21 Nov Wednesday round-up
The other day the United States federal government asked the Supreme Court to permit all the arrangements of President Donald Trump’s September 27 entry restriction to enter into impact while the federal government appeals an across the country injunction provided by a district court judge in Hawaii that now obstructs enforcement of essential parts of the restriction. Amy Howe has this blog‘s protection, which initially appeared atHowe on the Court Extra protection originates from Josh Gerstein at Politico, Jess Bravin for The Wall Street Journal, Lyle Denniston at his eponymous blog, and Ariane de Style at CNN.
At Constitution Daily, Scott Bomboy takes a look at Lozman v. City of Riviera Beach, Florida, where the justices will choose whether the presence of likely cause beats a Very first Change retaliatory-arrest claim. The Los Angeles Times editorial board weighs in on the case, arguing that “if the First Change implies anything, federal government authorities should not have the ability to penalize dissenters, even disrespectful ones, by selectively subjecting them to jail– even if the arrest may be validated on other premises.”
- The Open File keeps that in Floyd v. Alabama, a pending cert petition, “ the state courts have actually once again left it as much as the United States Supreme Court– obviously the last and just line of defense versus race discrimination in jury choice– to call a fig a fig.”
- At Empirical SCOTUS, Adam Feldman “takes a look at th[e] lawyers … who ha[ve] submitted effective petitions for the existing term [and] tracks these lawyers’ success at bringing cases to the Court on cert because the 2013 term.”
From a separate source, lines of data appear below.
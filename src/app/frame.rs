//! Per-frame orchestration: input, layout declaration and presentation.

use std::num::NonZeroUsize;
use std::time::Instant;

use anyhow::{Result, bail};

use crate::document::DocumentTree;
use crate::image::ImageCache;
use crate::layout::{Layout, LayoutBuilder, LayoutError, LayoutState, RenderCommand, Vector2};
use crate::render::{RenderContext, render_document};
use crate::ui::DebugInfo;
use crate::ui::style::{
    BASE_FONT_SIZE, FONT_STEP, MAX_FONT_SIZE, MIN_FONT_SIZE, Palette, StyleTable,
};

use super::input::{Action, FrameInput};
use super::scroll::KeyScroller;

/// Rows scrolled per mouse wheel notch.
pub const WHEEL_ROWS: f32 = 3.0;
/// Pixel width assumed for one terminal cell when sizing the character budget.
pub const CELL_WIDTH_PX: f32 = 11.0;
/// Capacity doublings attempted before a frame is abandoned.
pub const MAX_CAPACITY_RETRIES: usize = 16;

/// Startup settings for a [`FrameController`].
#[derive(Debug, Clone, Copy, PartialEq)]
pub struct FrameOptions {
    pub palette: Palette,
    pub font_size: u16,
    pub debug: bool,
}

impl Default for FrameOptions {
    fn default() -> Self {
        Self {
            palette: Palette::default(),
            font_size: BASE_FONT_SIZE,
            debug: false,
        }
    }
}

/// Character budget for a window `cols` cells wide at `font_size`.
pub fn char_budget(cols: u16, font_size: u16) -> NonZeroUsize {
    let width_px = f32::from(cols) * CELL_WIDTH_PX;
    let glyph_px = (f32::from(font_size) / 2.0).max(1.0);
    NonZeroUsize::new((width_px / glyph_px).floor() as usize).unwrap_or(NonZeroUsize::MIN)
}

/// Owns the document and all cross-frame state.
#[derive(Debug)]
pub struct FrameController {
    tree: DocumentTree,
    images: ImageCache,
    state: LayoutState,
    palette: Palette,
    styles: StyleTable,
    font_size: u16,
    char_budget: NonZeroUsize,
    debug: bool,
    quit: bool,
    scroller: KeyScroller,
    last_frame_ms: f64,
    frames: u64,
}

impl FrameController {
    pub fn new(tree: DocumentTree, images: ImageCache, options: FrameOptions) -> Self {
        if tracing::enabled!(tracing::Level::DEBUG) {
            tracing::debug!(nodes = tree.len(), "document tree:\n{}", tree.dump());
        }
        let font_size = options.font_size.clamp(MIN_FONT_SIZE, MAX_FONT_SIZE);
        Self {
            tree,
            images,
            state: LayoutState::new(1.0, 1.0),
            palette: options.palette,
            styles: StyleTable::new(font_size, &options.palette),
            font_size,
            char_budget: NonZeroUsize::MIN,
            debug: options.debug,
            quit: false,
            scroller: KeyScroller::new(),
            last_frame_ms: 0.0,
            frames: 0,
        }
    }

    /// Start from different per-frame layout limits.
    #[must_use]
    pub fn with_layout_capacity(mut self, max_elements: usize, max_measured_text: usize) -> Self {
        self.state.set_max_elements(max_elements);
        self.state.set_max_measured_text(max_measured_text);
        self
    }

    pub const fn font_size(&self) -> u16 {
        self.font_size
    }

    pub const fn char_budget(&self) -> NonZeroUsize {
        self.char_budget
    }

    pub const fn debug(&self) -> bool {
        self.debug
    }

    pub const fn should_quit(&self) -> bool {
        self.quit
    }

    pub const fn palette(&self) -> &Palette {
        &self.palette
    }

    pub const fn state(&self) -> &LayoutState {
        &self.state
    }

    pub const fn tree(&self) -> &DocumentTree {
        &self.tree
    }

    /// Whether another frame is needed even without new input.
    pub fn is_animating(&self, input: &FrameInput) -> bool {
        self.scroller.is_moving() || input.keys.any_held()
    }

    /// Apply one frame of input: actions, window size, pointer and scrolling.
    pub fn apply_input(&mut self, input: &FrameInput) {
        for action in &input.actions {
            self.apply_action(*action);
        }

        let (cols, rows) = input.window;
        self.state.set_dimensions(f32::from(cols), f32::from(rows));
        self.char_budget = char_budget(cols, self.font_size);

        let pointer = input.pointer.map(|(x, y)| Vector2::new(x, y));
        self.state.set_pointer(pointer, input.pointer_down);

        if input.wheel.is_zero() {
            if let Some(delta) = self.scroller.update(&input.keys, f32::from(rows), input.dt) {
                self.state.update_scroll(delta);
            }
        } else {
            self.state.update_scroll(Vector2::new(
                input.wheel.x * WHEEL_ROWS,
                input.wheel.y * WHEEL_ROWS,
            ));
        }
    }

    fn apply_action(&mut self, action: Action) {
        match action {
            Action::Quit => self.quit = true,
            Action::IncreaseFont => self.set_font_size(self.font_size.saturating_add(FONT_STEP)),
            Action::DecreaseFont => self.set_font_size(self.font_size.saturating_sub(FONT_STEP)),
            Action::ResetFont => self.set_font_size(BASE_FONT_SIZE),
            Action::ToggleDebug => self.debug = !self.debug,
            Action::ScrollToTop => {
                self.scroller.stop();
                self.state.scroll_to_top();
            }
            Action::ScrollToBottom => {
                self.scroller.stop();
                self.state.scroll_to_bottom();
            }
        }
    }

    fn set_font_size(&mut self, size: u16) {
        let size = size.clamp(MIN_FONT_SIZE, MAX_FONT_SIZE);
        if size != self.font_size {
            tracing::debug!(from = self.font_size, to = size, "font size changed");
            self.font_size = size;
            self.styles = StyleTable::new(size, &self.palette);
        }
    }

    /// Run one frame and hand its commands to `present`.
    ///
    /// The layout is declared, computed and dropped inside this call. A
    /// capacity error grows the exceeded limit and reruns the frame.
    ///
    /// # Errors
    ///
    /// Fails when the image cache is full, when the layout stays over
    /// capacity after every retry, on a structural layout error, or when
    /// `present` fails.
    pub fn frame<F>(&mut self, input: &FrameInput, present: F) -> Result<()>
    where
        F: FnOnce(&[RenderCommand<'_>], &mut ImageCache, Option<&DebugInfo>) -> Result<()>,
    {
        let started = Instant::now();
        self.apply_input(input);
        self.frames += 1;

        for attempt in 0..=MAX_CAPACITY_RETRIES {
            let err = match declare(
                &self.state,
                &self.tree,
                &self.styles,
                &self.palette,
                self.char_budget,
                &mut self.images,
            )? {
                Ok(layout) => match self.state.compute(&layout) {
                    Ok(commands) => {
                        let debug = self.debug.then(|| DebugInfo {
                            elements: layout.len(),
                            commands: commands.len(),
                            char_budget: self.char_budget.get(),
                            font_size: self.font_size,
                            scroll_offset: self.state.root_scroll().map_or(0.0, |c| c.offset.y),
                            frame_ms: self.last_frame_ms,
                            hovered: self
                                .state
                                .hovered_element()
                                .and_then(|id| self.state.bounds(id)),
                            pointer: self.state.pointer(),
                            pointer_down: self.state.pointer_down(),
                        });
                        tracing::debug!(
                            frame = self.frames,
                            elements = layout.len(),
                            commands = commands.len(),
                            budget = self.char_budget.get(),
                            "frame laid out"
                        );
                        present(&commands, &mut self.images, debug.as_ref())?;
                        self.last_frame_ms = started.elapsed().as_secs_f64() * 1000.0;
                        return Ok(());
                    }
                    Err(err) => err,
                },
                Err(err) => err,
            };
            if attempt == MAX_CAPACITY_RETRIES || !self.state.grow_for(&err) {
                bail!("frame {} could not be laid out: {err}", self.frames);
            }
            tracing::warn!(
                attempt,
                max_elements = self.state.max_elements(),
                max_measured_text = self.state.max_measured_text(),
                "layout capacity grown after: {err}"
            );
        }
        bail!("frame {} could not be laid out", self.frames)
    }
}

/// Declare the document's box tree for one frame.
///
/// The outer `Result` carries fatal renderer errors; the inner one carries
/// layout errors that may be retried.
fn declare<'a>(
    state: &LayoutState,
    tree: &'a DocumentTree,
    styles: &StyleTable,
    palette: &Palette,
    char_budget: NonZeroUsize,
    images: &mut ImageCache,
) -> Result<Result<Layout<'a>, LayoutError>> {
    let mut ui = LayoutBuilder::new(state);
    let mut ctx = RenderContext::new(styles, palette, char_budget, images);
    render_document(&mut ctx, &mut ui, tree)?;
    Ok(ui.finish())
}
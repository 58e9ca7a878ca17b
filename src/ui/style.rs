//! Theming and color definitions.
//!
//! Text styles are keyed by a small set of semantic roles and rebuilt whenever
//! the base font size changes. Colors are stored as RGBA and converted to
//! ratatui colors at raster time.

use ratatui::style::{Color, Modifier, Style};

/// Default base font size, in points.
pub const BASE_FONT_SIZE: u16 = 22;
/// Font size change per keypress.
pub const FONT_STEP: u16 = 2;
pub const MIN_FONT_SIZE: u16 = 8;
pub const MAX_FONT_SIZE: u16 = 72;

/// An RGBA color.
#[derive(Debug, Clone, Copy, PartialEq, Eq, Hash, Default)]
pub struct Rgba {
    pub r: u8,
    pub g: u8,
    pub b: u8,
    pub a: u8,
}

impl Rgba {
    pub const fn new(r: u8, g: u8, b: u8, a: u8) -> Self {
        Self { r, g, b, a }
    }

    pub const fn opaque(r: u8, g: u8, b: u8) -> Self {
        Self::new(r, g, b, 255)
    }

    /// Composite `self` over an opaque `under` color.
    pub fn over(self, under: Self) -> Self {
        let alpha = u16::from(self.a);
        let mix = |top: u8, bottom: u8| {
            ((u16::from(top) * alpha + u16::from(bottom) * (255 - alpha) + 127) / 255) as u8
        };
        Self::opaque(mix(self.r, under.r), mix(self.g, under.g), mix(self.b, under.b))
    }

    /// Perceived brightness, 0-255.
    pub fn luma(self) -> f32 {
        (0.2126 * f32::from(self.r)) + (0.7152 * f32::from(self.g)) + (0.0722 * f32::from(self.b))
    }
}

/// Light or dark color scheme.
#[derive(Debug, Clone, Copy, PartialEq, Eq)]
pub enum Theme {
    Light,
    Dark,
}

/// Named colors used by the renderer.
#[derive(Debug, Clone, Copy, PartialEq, Eq)]
pub struct Palette {
    pub background: Rgba,
    pub foreground: Rgba,
    /// Code block fill
    pub dim: Rgba,
    /// Quote border
    pub pink: Rgba,
    /// Ordered list markers, rules, inline code
    pub blue: Rgba,
    pub orange: Rgba,
    pub border: Rgba,
    pub dark: Rgba,
    /// Code block fill while hovered
    pub hover: Rgba,
    pub highlight: Rgba,
}

impl Palette {
    pub const DARK: Self = Self {
        background: Rgba::opaque(28, 28, 30),
        foreground: Rgba::opaque(230, 230, 230),
        dim: Rgba::new(90, 90, 90, 190),
        pink: Rgba::opaque(235, 120, 175),
        blue: Rgba::new(120, 180, 190, 200),
        orange: Rgba::opaque(230, 140, 50),
        border: Rgba::opaque(60, 60, 60),
        dark: Rgba::opaque(20, 20, 20),
        hover: Rgba::opaque(45, 45, 45),
        highlight: Rgba::opaque(48, 60, 75),
    };

    pub const LIGHT: Self = Self {
        background: Rgba::opaque(250, 250, 250),
        foreground: Rgba::opaque(33, 37, 41),
        dim: Rgba::new(180, 180, 180, 180),
        pink: Rgba::opaque(203, 63, 140),
        blue: Rgba::opaque(38, 139, 210),
        orange: Rgba::opaque(230, 140, 50),
        border: Rgba::opaque(210, 210, 210),
        dark: Rgba::opaque(238, 238, 238),
        hover: Rgba::opaque(230, 230, 230),
        highlight: Rgba::opaque(218, 232, 252),
    };

    pub const fn for_theme(theme: Theme) -> Self {
        match theme {
            Theme::Light => Self::LIGHT,
            Theme::Dark => Self::DARK,
        }
    }
}

impl Default for Palette {
    fn default() -> Self {
        Self::DARK
    }
}

/// Typeface weight/slant of a text run.
#[derive(Debug, Clone, Copy, PartialEq, Eq, Hash)]
pub enum FontId {
    Regular,
    Italic,
    SemiBold,
    Bold,
    ExtraBold,
}

/// Visual style of a text run.
#[derive(Debug, Clone, Copy, PartialEq, Eq, Hash)]
pub struct TextStyle {
    pub font: FontId,
    pub font_size: u16,
    pub color: Rgba,
    pub underline: bool,
    pub strikethrough: bool,
}

impl TextStyle {
    pub const fn new(font: FontId, font_size: u16, color: Rgba) -> Self {
        Self {
            font,
            font_size,
            color,
            underline: false,
            strikethrough: false,
        }
    }

    /// Convert to a ratatui style over the given cell background.
    pub fn to_ratatui(self, background: Rgba, truecolor: bool) -> Style {
        let mut modifiers = match self.font {
            FontId::Regular => Modifier::empty(),
            FontId::Italic => Modifier::ITALIC,
            FontId::SemiBold | FontId::Bold => Modifier::BOLD,
            FontId::ExtraBold => Modifier::BOLD | Modifier::UNDERLINED,
        };
        if self.underline {
            modifiers |= Modifier::UNDERLINED;
        }
        if self.strikethrough {
            modifiers |= Modifier::CROSSED_OUT;
        }
        Style::default()
            .fg(terminal_color(self.color.over(background), truecolor))
            .add_modifier(modifiers)
    }
}

/// Semantic text roles.
#[derive(Debug, Clone, Copy, PartialEq, Eq, Hash)]
pub enum StyleRole {
    Body,
    Italic,
    Bold,
    H1,
    H2,
    H3,
    H4,
    H5,
    InlineCode,
    Link,
    Strikethrough,
}

/// Text styles for every role at the current base font size.
#[derive(Debug, Clone, PartialEq, Eq)]
pub struct StyleTable {
    base_font_size: u16,
    body: TextStyle,
    italic: TextStyle,
    bold: TextStyle,
    h1: TextStyle,
    h2: TextStyle,
    h3: TextStyle,
    h4: TextStyle,
    h5: TextStyle,
    inline_code: TextStyle,
    link: TextStyle,
    strikethrough: TextStyle,
}

impl StyleTable {
    pub fn new(base_font_size: u16, palette: &Palette) -> Self {
        let base = base_font_size;
        let fg = palette.foreground;
        Self {
            base_font_size,
            body: TextStyle::new(FontId::Regular, base, fg),
            italic: TextStyle::new(FontId::Italic, base, fg),
            bold: TextStyle::new(FontId::Bold, base, fg),
            h1: TextStyle::new(FontId::ExtraBold, base + 14, fg),
            h2: TextStyle::new(FontId::ExtraBold, base + 12, fg),
            h3: TextStyle::new(FontId::ExtraBold, base + 6, fg),
            h4: TextStyle::new(FontId::Bold, base + 4, fg),
            h5: TextStyle::new(FontId::Italic, base + 2, fg),
            inline_code: TextStyle::new(FontId::Regular, base, palette.blue),
            link: TextStyle {
                underline: true,
                ..TextStyle::new(FontId::Regular, base, palette.blue)
            },
            strikethrough: TextStyle {
                strikethrough: true,
                ..TextStyle::new(FontId::Regular, base, fg)
            },
        }
    }

    pub const fn base_font_size(&self) -> u16 {
        self.base_font_size
    }

    pub const fn get(&self, role: StyleRole) -> TextStyle {
        match role {
            StyleRole::Body => self.body,
            StyleRole::Italic => self.italic,
            StyleRole::Bold => self.bold,
            StyleRole::H1 => self.h1,
            StyleRole::H2 => self.h2,
            StyleRole::H3 => self.h3,
            StyleRole::H4 => self.h4,
            StyleRole::H5 => self.h5,
            StyleRole::InlineCode => self.inline_code,
            StyleRole::Link => self.link,
            StyleRole::Strikethrough => self.strikethrough,
        }
    }

    /// Style for a heading level; levels past 5 share the H5 style.
    pub const fn heading(&self, level: u8) -> TextStyle {
        match level {
            0 | 1 => self.h1,
            2 => self.h2,
            3 => self.h3,
            4 => self.h4,
            _ => self.h5,
        }
    }
}

impl Default for StyleTable {
    fn default() -> Self {
        Self::new(BASE_FONT_SIZE, &Palette::default())
    }
}

/// Pick the background theme for a terminal background color.
pub fn theme_from_rgb(r: u8, g: u8, b: u8) -> Theme {
    if Rgba::opaque(r, g, b).luma() >= 140.0 {
        Theme::Light
    } else {
        Theme::Dark
    }
}

/// Convert an opaque color for the current terminal.
pub fn terminal_color(color: Rgba, truecolor: bool) -> Color {
    if truecolor {
        Color::Rgb(color.r, color.g, color.b)
    } else {
        Color::Indexed(rgb_to_xterm_256(color.r, color.g, color.b))
    }
}

/// Whether terminal output should be treated as truecolor-capable.
pub fn supports_truecolor() -> bool {
    if let Ok(force) = std::env::var("MDVIS_TRUECOLOR") {
        let value = force.to_ascii_lowercase();
        return matches!(value.as_str(), "1" | "true" | "yes" | "on");
    }
    if std::env::var("TERM_PROGRAM")
        .ok()
        .as_deref()
        .is_some_and(|v| v == "Apple_Terminal")
    {
        return false;
    }
    supports_truecolor_from_env(
        std::env::var("COLORTERM").ok().as_deref(),
        std::env::var("TERM").ok().as_deref(),
    )
}

fn supports_truecolor_from_env(colorterm: Option<&str>, term: Option<&str>) -> bool {
    if let Some(ct) = colorterm {
        let lower = ct.to_ascii_lowercase();
        if lower.contains("truecolor") || lower.contains("24bit") {
            return true;
        }
    }
    if let Some(t) = term {
        let lower = t.to_ascii_lowercase();
        if lower.contains("direct") || lower.contains("truecolor") {
            return true;
        }
    }
    false
}

/// Parse a terminal's reply to an OSC 11 background color query.
///
/// Expects `ESC ] 11 ; rgb:RRRR/GGGG/BBBB` terminated by BEL or ST; two-digit
/// components are accepted too.
pub fn parse_osc11_reply(reply: &str) -> Option<(u8, u8, u8)> {
    let start = reply.find("rgb:")?;
    let mut parts = reply[start + 4..].split(['/', '\x07', '\x1b']);
    let r = osc_component(parts.next()?)?;
    let g = osc_component(parts.next()?)?;
    let b = osc_component(parts.next()?)?;
    Some((r, g, b))
}

fn osc_component(raw: &str) -> Option<u8> {
    let hex = raw.trim();
    match hex.len() {
        4.. => hex
            .get(..4)
            .and_then(|h| u16::from_str_radix(h, 16).ok())
            .map(|v| (v >> 8) as u8),
        2 => u8::from_str_radix(hex, 16).ok(),
        _ => None,
    }
}

pub fn rgb_to_xterm_256(r: u8, g: u8, b: u8) -> u8 {
    // Result is always 0-5, fits in u8
    let to_cube = |v: u8| ((u16::from(v) * 5) / 255) as u8;
    let ri = to_cube(r);
    let gi = to_cube(g);
    let bi = to_cube(b);
    16 + (36 * ri) + (6 * gi) + bi
}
- At Quomodocumque, mathematician Jordan Ellenberg differs with a claim made at oral argument on behalf of the state of Wisconsin in partisan-gerrymandering case Gill v. Whitford, asserting that” the concept that [the] performance space flags neutral maps as frequently as partisan maps is simply incorrect, and it should not have actually belonged to the state’s argument prior to the court.”